Eu usei a prcomp()
função para executar um PCA (análise de componentes principais) em R. No entanto, há um erro nessa função, de modo que o na.action
parâmetro não funciona. Eu pedi ajuda no stackoverflow ; dois usuários ofereceram duas maneiras diferentes de lidar com NA
valores.
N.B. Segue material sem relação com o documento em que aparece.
#![forbid(unsafe_code)]

//! Connect-cycle state machine: prepare the workspace, connect, run the socket pipeline, close,
//! then restart or stop.


use std::sync::Arc;
use std::time::Duration;

use slackbot_domain::EventKind;
use slackbot_platform::{
	ConnectionError, ConnectionSupervisor, EventDispatcher, EventHandler, SlackApi, SocketHandle, SocketListener,
	new_cycle_id,
};
use thiserror::Error;
use tokio::sync::mpsc;
use tokio::task::JoinHandle;
use tokio_util::sync::CancellationToken;
use tracing::{Instrument, debug, info, info_span, warn};

#[derive(Debug, Clone, Copy, PartialEq, Eq)]
pub enum BotState {
	Idle,
	Preparing,
	Connecting,
	Running,
	Closing,
	Restarting,
	Stopped,
}

#[derive(Debug, Error)]
pub enum BotError {
	#[error("failed to list public channels: {0:#}")]
	ListChannels(anyhow::Error),

	#[error(transparent)]
	Connection(#[from] ConnectionError),
}

/// Why the running phase ended.
#[derive(Debug, Clone, Copy, PartialEq, Eq)]
enum RunEnd {
	Stopped,
	PipelineFinished,
}

pub struct Orchestrator {
	api: Arc<dyn SlackApi>,
	supervisor: ConnectionSupervisor,
	handlers: Vec<(EventKind, Arc<dyn EventHandler>)>,
	close_timeout: Duration,
	state: BotState,
}

impl Orchestrator {
	pub fn new(api: Arc<dyn SlackApi>, supervisor: ConnectionSupervisor, close_timeout: Duration) -> Self {
		Self {
			api,
			supervisor,
			handlers: Vec::new(),
			close_timeout,
			state: BotState::Idle,
		}
	}

	/// Handlers are installed into a fresh dispatcher on every connect cycle.
	pub fn register(&mut self, kind: EventKind, handler: Arc<dyn EventHandler>) {
		self.handlers.push((kind, handler));
	}

	pub fn state(&self) -> BotState {
		self.state
	}

	fn transition(&mut self, next: BotState) {
		info!(from = ?self.state, to = ?next, "bot state changed");
		self.state = next;
	}

	/// Run connect cycles until `shutdown` fires or a fatal error occurs.
	pub async fn run(&mut self, shutdown: CancellationToken) -> Result<(), BotError> {
		loop {
			if shutdown.is_cancelled() {
				self.transition(BotState::Stopped);
				return Ok(());
			}

			let cycle_id = new_cycle_id();
			let span = info_span!("cycle", cycle_id = %cycle_id);
			let restart = self.run_cycle(&shutdown).instrument(span).await?;

			if !restart {
				self.transition(BotState::Stopped);
				return Ok(());
			}
			self.transition(BotState::Restarting);
		}
	}

	async fn run_cycle(&mut self, shutdown: &CancellationToken) -> Result<bool, BotError> {
		metrics::counter!("slackbot_connect_cycles_total").increment(1);

		self.transition(BotState::Preparing);
		self.prepare_workspace().await?;

		self.transition(BotState::Connecting);
		let ws = self.supervisor.connect().await?;

		self.transition(BotState::Running);
		let (listener, handle) = SocketListener::new(ws);
		let (events_tx, events_rx) = mpsc::channel(1);
		let completion = CancellationToken::new();

		let listener_task = tokio::spawn(listener.run(events_tx).in_current_span());
		let _dispatcher_task = tokio::spawn(self.build_dispatcher().run(events_rx, completion.clone()).in_current_span());

		let end = tokio::select! {
			biased;
			_ = shutdown.cancelled() => RunEnd::Stopped,
			_ = completion.cancelled() => RunEnd::PipelineFinished,
		};
		info!(?end, "socket pipeline ended");

		self.transition(BotState::Closing);
		self.close_socket(&handle, &completion, listener_task, end).await;

		Ok(end == RunEnd::PipelineFinished && !shutdown.is_cancelled())
	}

	fn build_dispatcher(&self) -> EventDispatcher {
		let mut dispatcher = EventDispatcher::new();
		for (kind, handler) in &self.handlers {
			dispatcher.register(kind.clone(), Arc::clone(handler));
		}
		dispatcher
	}

	/// Join every public channel; individual join failures are logged and skipped.
	async fn prepare_workspace(&self) -> Result<(), BotError> {
		let channels = self.api.list_public_channels().await.map_err(BotError::ListChannels)?;

		let mut joined = 0usize;
		for channel in &channels {
			match self.api.join_channel(&channel.id).await {
				Ok(()) => {
					debug!(channel = %channel.id, name = ?channel.name, "joined channel");
					joined += 1;
				}
				Err(e) => warn!(channel = %channel.id, error = %e, "failed to join channel"),
			}
		}

		info!(total = channels.len(), joined, "workspace prepared");
		Ok(())
	}

	/// Close handshake followed by an unconditional disconnect.
	///
	/// On the stop path the listener may still be reading; it is aborted after disconnect. An in-flight
	/// handler in the dispatcher is left to finish on its own.
	async fn close_socket(
		&self,
		handle: &SocketHandle,
		completion: &CancellationToken,
		listener_task: JoinHandle<()>,
		end: RunEnd,
	) {
		match handle.close(completion, self.close_timeout).await {
			Ok(outcome) if outcome.timed_out => {
				warn!(timeout = ?self.close_timeout, "timed out waiting for pipeline to finish after close")
			}
			Ok(_) => debug!("pipeline finished after close"),
			// The listener only finishes once the peer is gone, so this write is expected to fail.
			Err(e) if end == RunEnd::PipelineFinished => debug!(error = %e, "close frame not sent; socket already gone"),
			Err(e) => warn!(error = %e, "failed to send close frame"),
		}

		if let Err(e) = handle.disconnect().await {
			warn!(error = %e, "failed to disconnect socket");
		}

		if end == RunEnd::Stopped {
			listener_task.abort();
		}
	}
}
No entanto, o problema com as duas soluções é que, quando existe um NA
valor, essa linha é descartada e não é considerada na análise do PCA. Meu conjunto de dados real é uma matriz de 100 x 100 e não quero perder uma linha inteira apenas porque contém um único NA
valor.
O exemplo a seguir mostra que a prcomp()
função não retorna nenhum componente principal para a linha 5, pois contém um NA
valor.
d <- data.frame(V1 = sample(1:100, 10), V2 = sample(1:100, 10),
V3 = sample(1:100, 10))
result <- prcomp(d, center = TRUE, scale = TRUE, na.action = na.omit)
result$x # $
d$V1[5] <- NA # $
result <- prcomp(~V1+V2, data=d, center = TRUE, scale = TRUE, na.action = na.omit)
result$x
Eu queria saber se posso definir os NA
valores para um valor numérico específico quando center
e scale
são definidos para TRUE
que a prcomp()
função funcione e não remova linhas contendo NA
s, mas também não influencie o resultado da análise do PCA.
Pensei em substituir NA
valores pelo valor mediano em uma única coluna ou com um valor muito próximo de 0. No entanto, não tenho certeza de como isso influencia a análise do PCA.
Alguém pode pensar em uma boa maneira de resolver esse problema?
NA
valores significam : qual é a causa da "falta"?